§ **TASK OBJECTIVE**:
Report each line of the entries below that has the word "DecodeError" in it.

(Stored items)
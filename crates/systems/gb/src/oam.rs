//! OAM sprite decoding.
//!
//! 40 entries of 4 bytes: y + 16, x + 8, tile, flags. Flags bit 7 puts the
//! sprite behind background colors 1-3, bits 6 and 5 flip vertically and
//! horizontally, bit 4 picks OBP0/OBP1 on DMG, bit 3 the VRAM bank and bits
//! 0-2 the palette on CGB.

use crate::lcd::TILES_PER_BANK;
use ir_core::error::{DecodeError, DecodeResult};
use ir_core::ir::{Palette, Sprite, Tile};
use ir_core::logging::{log, LogCategory, LogLevel};
use ir_core::ppu::tile::{blit_indices, TILE_DIM};
use ir_core::ppu::IndexedPalette;
use ir_core::types::Image;

pub const OAM_SIZE: usize = 160;
pub const OAM_ENTRIES: usize = 40;

#[derive(Debug, Clone, Copy, PartialEq, Eq)]
pub struct OamEntry {
    pub index: usize,
    pub y: u8,
    pub x: u8,
    pub tile: u8,
    pub behind_background: bool,
    pub flip_v: bool,
    pub flip_h: bool,
    pub dmg_palette: u8,
    pub bank: u8,
    pub cgb_palette: u8,
}

impl OamEntry {
    pub fn parse(index: usize, bytes: &[u8]) -> Self {
        let flags = bytes[3];
        Self {
            index,
            y: bytes[0],
            x: bytes[1],
            tile: bytes[2],
            behind_background: flags & 0x80 != 0,
            flip_v: flags & 0x40 != 0,
            flip_h: flags & 0x20 != 0,
            dmg_palette: (flags >> 4) & 1,
            bank: (flags >> 3) & 1,
            cgb_palette: flags & 0x07,
        }
    }

    /// Off-screen entries never show a pixel.
    pub fn is_visible(&self) -> bool {
        self.y != 0 && self.y < 160 && self.x != 0 && self.x < 168
    }
}

#[derive(Debug, Clone, Copy, PartialEq, Eq, Default)]
pub struct SpriteMode {
    pub tall: bool,
    /// CGB attributes: bank and palette bits apply, OBJ palettes start at 8.
    pub color: bool,
}

/// Assemble visible entries in OAM order from an already decoded tileset.
///
/// `palettes` is the frame palette list: `BGP, OBP0, OBP1` on DMG,
/// `BG0-7, OBJ0-7` on CGB.
pub fn decode(
    oam: &[u8],
    tiles: &[Tile],
    palettes: &[Palette],
    mode: SpriteMode,
) -> DecodeResult<Vec<Sprite>> {
    if oam.len() < OAM_SIZE {
        return Err(DecodeError::min_size("OAM", OAM_SIZE, oam.len()));
    }
    let mut sprites = Vec::new();

    for (index, bytes) in oam.chunks_exact(4).take(OAM_ENTRIES).enumerate() {
        let entry = OamEntry::parse(index, bytes);
        if !entry.is_visible() {
            continue;
        }
        let palette_index = if mode.color {
            8 + entry.cgb_palette as usize
        } else {
            1 + entry.dmg_palette as usize
        };
        let palette = palettes
            .get(palette_index)
            .ok_or(DecodeError::OutOfRange {
                what: "sprite palette",
                index: palette_index,
                limit: palettes.len(),
            })?
            .resolve();

        let numbers: Vec<u16> = if mode.tall {
            vec![(entry.tile & 0xFE) as u16, (entry.tile | 0x01) as u16]
        } else {
            vec![entry.tile as u16]
        };
        let bank = if mode.color { entry.bank as u16 } else { 0 };

        let mut image = Image::new(TILE_DIM, TILE_DIM * numbers.len() as u32);
        for (half, &number) in numbers.iter().enumerate() {
            let slot = (bank * TILES_PER_BANK + number) as usize;
            let indices = tiles
                .get(slot)
                .and_then(|t| t.indices.as_deref())
                .ok_or(DecodeError::OutOfRange {
                    what: "sprite tile",
                    index: slot,
                    limit: tiles.len(),
                })?;
            let row = if entry.flip_v {
                numbers.len() - 1 - half
            } else {
                half
            };
            blit_indices(
                &mut image,
                indices,
                0,
                row as u32 * TILE_DIM,
                entry.flip_h,
                entry.flip_v,
                |i| palette.color(i),
            );
        }

        sprites.push(Sprite {
            id: entry.index,
            x: entry.x as i32 - 8,
            y: entry.y as i32 - 16,
            width: image.width,
            height: image.height,
            image,
            priority: Some(!entry.behind_background),
            palette_index: Some(palette_index as u8),
        });
    }

    log(LogCategory::Sprites, LogLevel::Debug, || {
        format!("{} visible OAM entries", sprites.len())
    });
    Ok(sprites)
}

#[cfg(test)]
mod tests {
    use super::*;
    use crate::palette::dmg_palettes;
    use ir_core::ppu::tile::{content_hash, TILE_PIXELS};

    fn tile(id: usize, index: u8) -> Tile {
        let mut indices = vec![0u8; TILE_PIXELS];
        indices[0] = index;
        Tile {
            id,
            hash: content_hash(&indices),
            indices: Some(indices),
            preview: Image::new(8, 8),
        }
    }

    fn tiles(count: usize) -> Vec<Tile> {
        (0..count).map(|id| tile(id, (id % 3) as u8 + 1)).collect()
    }

    #[test]
    fn test_dmg_sprite_position_and_palette() {
        let mut oam = vec![0u8; OAM_SIZE];
        oam[4..8].copy_from_slice(&[16 + 10, 8 + 20, 2, 0x10]);
        let palettes = dmg_palettes(0xE4, 0xE4, 0x1B);
        let sprites = decode(&oam, &tiles(384), &palettes, SpriteMode::default()).unwrap();
        assert_eq!(sprites.len(), 1);
        let sprite = &sprites[0];
        assert_eq!(sprite.id, 1);
        assert_eq!((sprite.x, sprite.y), (20, 10));
        assert_eq!(sprite.palette_index, Some(2));
        // Tile 2 has index 3 top-left; OBP1 0x1B maps 3 to white
        assert_eq!(sprite.image.get(0, 0), Some([0xFF, 0xFF, 0xFF, 0xFF]));
    }

    #[test]
    fn test_tall_flipped_sprite() {
        let mut oam = vec![0u8; OAM_SIZE];
        oam[0..4].copy_from_slice(&[16, 8, 5, 0x80 | 0x40 | 0x20]);
        let palettes = dmg_palettes(0xE4, 0xE4, 0xE4);
        let mode = SpriteMode {
            tall: true,
            color: false,
        };
        let sprites = decode(&oam, &tiles(384), &palettes, mode).unwrap();
        let sprite = &sprites[0];
        assert_eq!((sprite.width, sprite.height), (8, 16));
        assert_eq!(sprite.priority, Some(false));
        // Tile 4 (top) lands flipped at the bottom right; index 2 -> dark gray
        assert_eq!(sprite.image.get(7, 15), Some([0x55, 0x55, 0x55, 0xFF]));
        // Tile 5 (bottom) lands flipped at the top right; index 3 -> black
        assert_eq!(sprite.image.get(7, 7), Some([0x00, 0x00, 0x00, 0xFF]));
    }

    #[test]
    fn test_offscreen_entries_skipped() {
        let mut oam = vec![0u8; OAM_SIZE];
        oam[0..4].copy_from_slice(&[160, 8, 1, 0]);
        oam[4..8].copy_from_slice(&[16, 0, 1, 0]);
        let palettes = dmg_palettes(0xE4, 0xE4, 0xE4);
        assert!(decode(&oam, &tiles(384), &palettes, SpriteMode::default())
            .unwrap()
            .is_empty());
    }

    #[test]
    fn test_cgb_bank_without_second_bank() {
        let mut oam = vec![0u8; OAM_SIZE];
        oam[0..4].copy_from_slice(&[16, 8, 1, 0x08]);
        let palettes: Vec<Palette> = (0..16)
            .map(|n| crate::palette::dmg_palette(&format!("P{}", n), 0xE4))
            .collect();
        let mode = SpriteMode {
            tall: false,
            color: true,
        };
        let result = decode(&oam, &tiles(384), &palettes, mode);
        assert!(matches!(result, Err(DecodeError::OutOfRange { .. })));
    }
}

§ **WRITTEN SOLUTION**:
use ir_core::error::{DecodeError, DecodeResult};
        return Err(DecodeError::min_size("OAM", OAM_SIZE, oam.len()));
            .ok_or(DecodeError::OutOfRange {
                .ok_or(DecodeError::OutOfRange {
        assert!(matches!(result, Err(DecodeError::OutOfRange { .. })));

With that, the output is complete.